A la Sanidad le pedimos a menudo remedios similares a una píldora mágica, que nos permita seguir en la loca carrera en la que estamos, y aunque nuestro motor vaya gripado y pierda aceite, la prisa no nos deja parar, impidiendo así darnos cuenta de lo que hacemos mal y está en el origen de nuestras enfermedades.
El esfuerzo de los responsables del Sistema Sanitario ha facilitado las cosas, sí, pero homogeneizando pacientes y procesos, lo cual nos ha llevado a crecer en remedios y soluciones rápidas y estandarizadas, válidas para todos los casos por igual. Como en casi todo, hemos interiorizado que las soluciones a nuestros males nos las sirven desde fuera, desconectándonos de nuestra propia responsabilidad en la materia.
A los profesionales de la Sanidad, para colmo, se les divide cada día más, y sobrecarga con tareas administrativas. Hemos sido introducidos en una Medicina que, básicamente, iguala a sus pacientes, que los hace sujetos de terapias similares.
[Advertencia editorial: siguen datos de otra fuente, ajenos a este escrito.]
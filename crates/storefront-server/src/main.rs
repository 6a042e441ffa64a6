//! Storefront Server — application entry point.

mod config;

use std::sync::Arc;

use storefront_db::DbManager;
use storefront_db::repository::SurrealOutboxRepository;
use storefront_http::{AppState, TenantGuardConfig};
use storefront_outbox::{OutboxPublisher, PublisherConfig};
use tracing::{error, info};
use tracing_subscriber::EnvFilter;

use crate::config::ServerConfig;

#[tokio::main]
async fn main() {
    tracing_subscriber::fmt()
        .with_env_filter(
            EnvFilter::from_default_env().add_directive("storefront=info".parse().unwrap()),
        )
        .json()
        .init();

    let config = ServerConfig::from_env();
    info!(addr = %config.http_addr, "Starting storefront server...");

    let db = match DbManager::connect(&config.db).await {
        Ok(db) => db,
        Err(e) => {
            error!(error = %e, "Failed to connect to the database");
            std::process::exit(1);
        }
    };

    if let Err(e) = storefront_db::run_migrations(db.client()).await {
        error!(error = %e, "Failed to run migrations");
        std::process::exit(1);
    }

    // Outbox publisher: periodic sweep over unpublished rows. Events
    // land on an in-process channel; a broker bridge subscribes here
    // when one is deployed. Until then the subscriber below keeps the
    // channel drained and the deliveries visible in the logs.
    let publisher = Arc::new(OutboxPublisher::new(
        SurrealOutboxRepository::new(db.client().clone()),
        PublisherConfig {
            interval: config.outbox_interval,
            ..Default::default()
        },
    ));
    let mut events = publisher.subscribe();
    tokio::spawn(async move {
        while let Ok(event) = events.recv().await {
            info!(
                event_id = %event.id,
                event_type = %event.event_type,
                "Outbox event published"
            );
        }
    });
    let publisher_handle = publisher.clone().start();

    let mut guard = TenantGuardConfig::default().with_context_path(config.context_path.clone());
    for pattern in &config.extra_excluded_paths {
        guard = guard.exclude(pattern.clone());
    }

    let state = AppState::new(db.client().clone(), config.pepper.clone());
    let app = storefront_http::api_router(state, guard);

    let listener = match tokio::net::TcpListener::bind(&config.http_addr).await {
        Ok(listener) => listener,
        Err(e) => {
            error!(addr = %config.http_addr, error = %e, "Failed to bind listener");
            std::process::exit(1);
        }
    };

    info!(addr = %config.http_addr, "Storefront server listening");

    let result = axum::serve(listener, app)
        .with_graceful_shutdown(async {
            let _ = tokio::signal::ctrl_c().await;
            info!("Received shutdown signal, stopping server...");
        })
        .await;

    // Stop the outbox sweep after the server drains.
    publisher.shutdown();
    let _ = tokio::time::timeout(std::time::Duration::from_secs(5), publisher_handle).await;

    if let Err(e) = result {
        error!(error = %e, "Server error");
        std::process::exit(1);
    }

    info!("Storefront server stopped.");
}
Medicamentosas preferentemente, claro.
El individuo --paciente o profesional de los Servicios Sanitarios--, de manera sutil, ha sido, digamos que cosificado, y los profesionales han caído en manos de una superestructura informática --organizada por expertos, por supuesto-- de la que van desapareciendo las figuras, humanas, intermedias.
Es decir: lo humano sacrificado en aras de la “productividad”. Lo peor del caso es que el despertar de lo humano lo ven algunos, o se nos vende, como un logro del mecanicismo.